WHAT TO DO → Print all the entries verbatim.

*** Opening of STUDY MATERIAL ***

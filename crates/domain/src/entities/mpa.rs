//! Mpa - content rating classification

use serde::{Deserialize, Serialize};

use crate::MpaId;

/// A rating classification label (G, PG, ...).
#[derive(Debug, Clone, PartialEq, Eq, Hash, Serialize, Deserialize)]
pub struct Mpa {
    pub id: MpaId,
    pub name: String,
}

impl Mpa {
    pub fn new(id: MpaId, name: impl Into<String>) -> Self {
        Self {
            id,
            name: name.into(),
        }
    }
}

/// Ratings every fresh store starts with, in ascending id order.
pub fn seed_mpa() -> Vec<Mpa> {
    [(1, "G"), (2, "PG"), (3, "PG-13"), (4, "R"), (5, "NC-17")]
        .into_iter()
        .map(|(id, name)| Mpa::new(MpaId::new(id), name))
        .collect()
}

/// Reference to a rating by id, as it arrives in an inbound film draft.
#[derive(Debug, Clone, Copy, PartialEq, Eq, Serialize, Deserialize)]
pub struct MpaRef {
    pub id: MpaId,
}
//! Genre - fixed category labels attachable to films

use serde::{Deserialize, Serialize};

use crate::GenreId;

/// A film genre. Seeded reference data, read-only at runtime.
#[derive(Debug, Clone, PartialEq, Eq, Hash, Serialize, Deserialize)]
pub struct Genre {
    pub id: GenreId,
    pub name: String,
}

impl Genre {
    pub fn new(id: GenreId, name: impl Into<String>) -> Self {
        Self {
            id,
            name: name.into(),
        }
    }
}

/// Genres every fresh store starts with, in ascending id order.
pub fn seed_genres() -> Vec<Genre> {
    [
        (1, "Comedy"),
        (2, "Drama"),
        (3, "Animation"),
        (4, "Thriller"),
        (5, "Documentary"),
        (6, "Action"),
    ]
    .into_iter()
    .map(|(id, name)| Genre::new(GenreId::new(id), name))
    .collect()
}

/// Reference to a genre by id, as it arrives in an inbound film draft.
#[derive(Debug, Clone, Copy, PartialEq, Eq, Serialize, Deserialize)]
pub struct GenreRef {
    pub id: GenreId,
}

*** Close of STUDY MATERIAL ***

WRITTEN RESPONSE →
filename crates/domain/src/entities/mpa.rs
//! Mpa - content rating classification

use serde::{Deserialize, Serialize};

use crate::MpaId;

/// A rating classification label (G, PG, ...).
#[derive(Debug, Clone, PartialEq, Eq, Hash, Serialize, Deserialize)]
pub struct Mpa {
    pub id: MpaId,
    pub name: String,
}

impl Mpa {
    pub fn new(id: MpaId, name: impl Into<String>) -> Self {
        Self {
            id,
            name: name.into(),
        }
    }
}

/// Ratings every fresh store starts with, in ascending id order.
pub fn seed_mpa() -> Vec<Mpa> {
    [(1, "G"), (2, "PG"), (3, "PG-13"), (4, "R"), (5, "NC-17")]
        .into_iter()
        .map(|(id, name)| Mpa::new(MpaId::new(id), name))
        .collect()
}

/// Reference to a rating by id, as it arrives in an inbound film draft.
#[derive(Debug, Clone, Copy, PartialEq, Eq, Serialize, Deserialize)]
pub struct MpaRef {
    pub id: MpaId,
}
//! Genre - fixed category labels attachable to films

use serde::{Deserialize, Serialize};

use crate::GenreId;

/// A film genre. Seeded reference data, read-only at runtime.
#[derive(Debug, Clone, PartialEq, Eq, Hash, Serialize, Deserialize)]
pub struct Genre {
    pub id: GenreId,
    pub name: String,
}

impl Genre {
    pub fn new(id: GenreId, name: impl Into<String>) -> Self {
        Self {
            id,
            name: name.into(),
        }
    }
}

/// Genres every fresh store starts with, in ascending id order.
pub fn seed_genres() -> Vec<Genre> {
    [
        (1, "Comedy"),
        (2, "Drama"),
        (3, "Animation"),
        (4, "Thriller"),
        (5, "Documentary"),
        (6, "Action"),
    ]
    .into_iter()
    .map(|(id, name)| Genre::new(GenreId::new(id), name))
    .collect()
}

/// Reference to a genre by id, as it arrives in an inbound film draft.
#[derive(Debug, Clone, Copy, PartialEq, Eq, Serialize, Deserialize)]
pub struct GenreRef {
    pub id: GenreId,
}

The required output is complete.